The slight acceleration of knowledge embedded in the overall project, which CSI Department of Natural Resources and Medium Earth elegantly navigated, echoes the condition of the Anthropocene. The concept of entropy is apt here to point to the irony of the project in its performative gesture of evoking an entropic sense of knowledge production and information sharing that may or may not do justice to the overall aim of raising the Anthropocene condition as a serious topic to engage with. In short, if the entropic character of the project makes the layman avoid engaging with the content, then the curators and researchers still need to find the right size and shape of the exhibition to make knowledge more accessible and publicly sharable. One might even evoke what Georg Simmel wrote about 125 years ago on art exhibitions, namely that the unison of distant worlds, exhilaration and desire for the "sensuously rare, peculiar and delicate" in the exhibition as "nervous overstimulation" leads, on the one hand, "to hyperaesthesia" and, on the other hand, "to anaesthesia – the twin sicknesses of too much sensitivity and too little sensitivity."10 If this is the case, Latour’s idea about art enabling us to be sensible to new entities coming to us, still needs to find its formal curatorial character when engaging with such a challenging topic as the Anthropocene.
1 The Anthropocene Project was organized together with Max-Planck-Society, Deutsches Museum, Rachel Carson Center for Environment and Society, and the Institute for Advanced Sustainability Studies, Potsdam and curated by Anselm Franke.
2 There are differing accounts on the exact starting point of the Anthropocene era, some point to the beginning of industrialization, others to the acceleration of industrial production after the Second World War.
3 For theoretical explorations of the recent surge in exhibitions combinations of curating and research, see Paul O’Neill and Mick Wilson, Curating Research (London: Open Editions, 2015).
4 The Anthropocene Observatory consists of artist Armin Linke, curator Anselm Franke and Territorial Agency (John Palmesino and Ann-Sofi Rönnskog).
5 The topics were: territories; empires and rivers; city-states and energy from wood; parliamentary nations, infrastructure and energy from coal; the international: atomic energy and oil; globalisation and renewable energy.
6The conversations were devoted to: land grabs; the law; the seas and the Holocene; accounting, markets and models; science and authorities; negotiations.
7 Martin Herbert, “The Anthropocene Project. A Report,” Frieze d/e Magazine, http://frieze-magazin.de/archiv/kritik/das-antropozaen-projekt/?lang=en, accessed February 12, 2015.
8 Latour is here re-conceptualising James Lovelock’s conception of Gaia, namely the hypothesis that life on Earth is a self-organised system that it maintains through organisms’ interaction with their inorganic surroundings. See Bruno Latour, “Facing Gaia. A New Enquiry into Natural Religion” (presented at the Gifford Lectures, The University of Edinburgh, 28.02 2013).

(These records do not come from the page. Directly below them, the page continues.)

// ============================================================================
// Tests
// ============================================================================

#[cfg(test)]
mod tests {
    use super::*;
    use time::OffsetDateTime;

    fn pt(lat: f64, lon: f64, ele: Option<f64>, unix_secs: Option<i64>) -> TrackPoint {
        TrackPoint {
            latitude: lat,
            longitude: lon,
            elevation: ele,
            time: unix_secs.map(|s| OffsetDateTime::from_unix_timestamp(s).unwrap()),
        }
    }

    /// ~50m of longitude at the equator (1 deg ≈ 111,195m for the mean-radius
    /// sphere the haversine implementation uses).
    const LON_50M: f64 = 50.0 / 111_194.9;

    fn approx_eq(a: f64, b: f64, epsilon: f64) -> bool {
        (a - b).abs() < epsilon
    }

    #[test]
    fn test_moving_average_partial_head_windows() {
        let series = vec![1.0, 2.0, 3.0, 4.0, 5.0, 6.0];
        let smoothed = moving_average(&series, 5);
        assert_eq!(smoothed, vec![1.0, 1.5, 2.0, 2.5, 3.0, 4.0]);
        assert!(smoothed.iter().all(|v| v.is_finite()));
    }

    #[test]
    fn test_moving_average_window_larger_than_series() {
        let smoothed = moving_average(&[2.0, 4.0], 5);
        assert_eq!(smoothed, vec![2.0, 3.0]);
    }

    #[test]
    fn test_step_distance_combines_elevation() {
        let a = pt(0.0, 0.0, Some(0.0), None);
        let b = pt(0.0, LON_50M, Some(50.0), None);
        // 50m horizontal + 50m vertical -> ~70.7m
        let dist = step_distance_3d(&a, &b);
        assert!(approx_eq(dist, 50.0 * 2f64.sqrt(), 0.5), "got {dist}");
    }

    #[test]
    fn test_profile_series_have_one_entry_per_point() {
        let points = vec![
            pt(0.0, 0.0, Some(100.0), None),
            pt(0.0, LON_50M, Some(150.0), None),
            pt(0.0, 2.0 * LON_50M, Some(120.0), None),
        ];
        let profile = segment_profile(&points);

        assert_eq!(profile.distance_diff.len(), 3);
        assert_eq!(profile.elevation_diff.len(), 3);
        assert_eq!(profile.gradient.len(), 3);
        assert_eq!(profile.smoothed_elevation.len(), 3);
        assert_eq!(profile.smoothed_gradient.len(), 3);

        assert_eq!(profile.distance_diff[0], 0.0);
        assert_eq!(profile.elevation_diff[0], 0.0);
        assert!(approx_eq(profile.elevation_diff[1], 50.0, 1e-9));
        assert!(approx_eq(profile.elevation_diff[2], -30.0, 1e-9));
        assert!(profile.gradient[1] > 0.0);
        assert!(profile.gradient[2] < 0.0);
    }

    #[test]
    fn test_zero_length_step_has_zero_gradient() {
        let points = vec![
            pt(10.0, 10.0, Some(200.0), None),
            pt(10.0, 10.0, Some(200.0), None),
        ];
        let profile = segment_profile(&points);
        assert_eq!(profile.distance_diff[1], 0.0);
        assert_eq!(profile.gradient[1], 0.0);
    }

    #[test]
    fn test_feature_order_is_fixed() {
        let points = vec![pt(0.0, 0.0, Some(10.0), None)];
        let features = extract_features(&points);
        let names: Vec<&str> = features.names().collect();
        assert_eq!(names, FEATURE_NAMES.to_vec());
    }

    #[test]
    fn test_single_point_is_degenerate_not_an_error() {
        let features = extract_features(&[pt(47.0, 8.0, Some(300.0), None)]);
        assert_eq!(features.get("total_distance"), Some(0.0));
        assert_eq!(features.get("avg_gradient"), Some(0.0));
        assert_eq!(features.get("std_gradient"), Some(0.0));
        assert_eq!(features.get("max_elevation"), Some(300.0));
        assert_eq!(features.get("elevation_range"), Some(0.0));
        assert_eq!(features.get("num_points"), Some(1.0));
        assert!(features.iter().all(|(_, v)| v.is_finite()));
    }

    #[test]
    fn test_empty_sequence_yields_zeroed_features() {
        let features = extract_features(&[]);
        assert_eq!(features.get("total_distance"), Some(0.0));
        assert_eq!(features.get("num_points"), Some(0.0));
        assert!(features.iter().all(|(_, v)| v.is_finite()));
    }

    #[test]
    fn test_gain_and_loss_split_signed_changes() {
        let points = vec![
            pt(0.0, 0.0, Some(100.0), None),
            pt(0.0, LON_50M, Some(150.0), None),
            pt(0.0, 2.0 * LON_50M, Some(120.0), None),
            pt(0.0, 3.0 * LON_50M, Some(160.0), None),
        ];
        let features = extract_features(&points);
        assert!(approx_eq(features.get("total_elevation_gain").unwrap(), 90.0, 1e-9));
        assert!(approx_eq(features.get("total_elevation_loss").unwrap(), 30.0, 1e-9));
        assert_eq!(features.get("max_elevation"), Some(160.0));
        assert_eq!(features.get("min_elevation"), Some(100.0));
        assert_eq!(features.get("elevation_range"), Some(60.0));
    }

    #[test]
    fn test_missing_elevation_is_zero_for_differencing_only() {
        let points = vec![
            pt(0.0, 0.0, None, None),
            pt(0.0, LON_50M, Some(100.0), None),
        ];
        let features = extract_features(&points);
        // Differencing saw 0 -> 100.
        assert!(approx_eq(features.get("total_elevation_gain").unwrap(), 100.0, 1e-9));
        // Extrema only saw the single real reading.
        assert_eq!(features.get("min_elevation"), Some(100.0));
        assert_eq!(features.get("max_elevation"), Some(100.0));
    }

    #[test]
    fn test_completion_time_requires_every_timestamp() {
        let full = vec![
            pt(0.0, 0.0, None, Some(0)),
            pt(0.0, LON_50M, None, Some(60)),
            pt(0.0, 2.0 * LON_50M, None, Some(120)),
        ];
        assert_eq!(completion_time_minutes(&full), Some(2.0));

        let partial = vec![pt(0.0, 0.0, None, Some(0)), pt(0.0, LON_50M, None, None)];
        assert_eq!(completion_time_minutes(&partial), None);

        assert_eq!(completion_time_minutes(&[]), None);
    }

    #[test]
    fn test_completion_time_uses_extrema_not_endpoints() {
        // Out-of-order timestamps still yield max - min.
        let points = vec![
            pt(0.0, 0.0, None, Some(300)),
            pt(0.0, LON_50M, None, Some(0)),
            pt(0.0, 2.0 * LON_50M, None, Some(180)),
        ];
        assert_eq!(completion_time_minutes(&points), Some(5.0));
    }

    #[test]
    fn test_extraction_is_deterministic() {
        let points = vec![
            pt(0.0, 0.0, Some(100.0), None),
            pt(0.0, LON_50M, Some(150.0), None),
            pt(0.0, 2.0 * LON_50M, Some(120.0), None),
        ];
        assert_eq!(extract_features(&points), extract_features(&points));
    }

    #[test]
    fn test_project_orders_values_and_flags_missing() {
        let mut features = FeatureVector::new();
        features.insert("a", 1.0);
        features.insert("b", 2.0);

        let names = vec!["b".to_string(), "a".to_string()];
        assert_eq!(features.project(&names).unwrap(), vec![2.0, 1.0]);

        let missing = vec!["c".to_string()];
        let err = features.project(&missing).unwrap_err();
        assert!(matches!(err, PredictorError::MissingFeature(name) if name == "c"));
    }

    #[test]
    fn test_insert_overwrites_in_place() {
        let mut features = FeatureVector::new();
        features.insert("a", 1.0);
        features.insert("b", 2.0);
        features.insert("a", 9.0);

        let names: Vec<&str> = features.names().collect();
        assert_eq!(names, vec!["a", "b"]);
        assert_eq!(features.get("a"), Some(9.0));
    }

    #[test]
    fn test_feature_vector_serializes_as_ordered_map() {
        let mut features = FeatureVector::new();
        features.insert("total_distance", 1.5);
        features.insert("num_points", 3.0);

        let json = serde_json::to_string(&features).unwrap();
        assert_eq!(json, r#"{"total_distance":1.5,"num_points":3.0}"#);
    }
}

9Diego Milos and Matías Wolff, “Bruno Latour, Sociólogo Y Antropólogo Francés: ‘El Capitalismo Nunca Será Subvertido, Será Aspirado Hacia Abajo,’” The Clinic Online, April 2, 2015, http://www.theclinic.cl/2015/02/04/bruno-latour-sociologo-y-antropologo-frances-el-capitalismo-nunca-sera-subvertido-sera-aspirado-hacia-abajo/, accessed February 15, 2015.
10Georg Simmel, “On Art Exhibitions,” Theory, Culture & Society 32, no. 1 (2015): 90.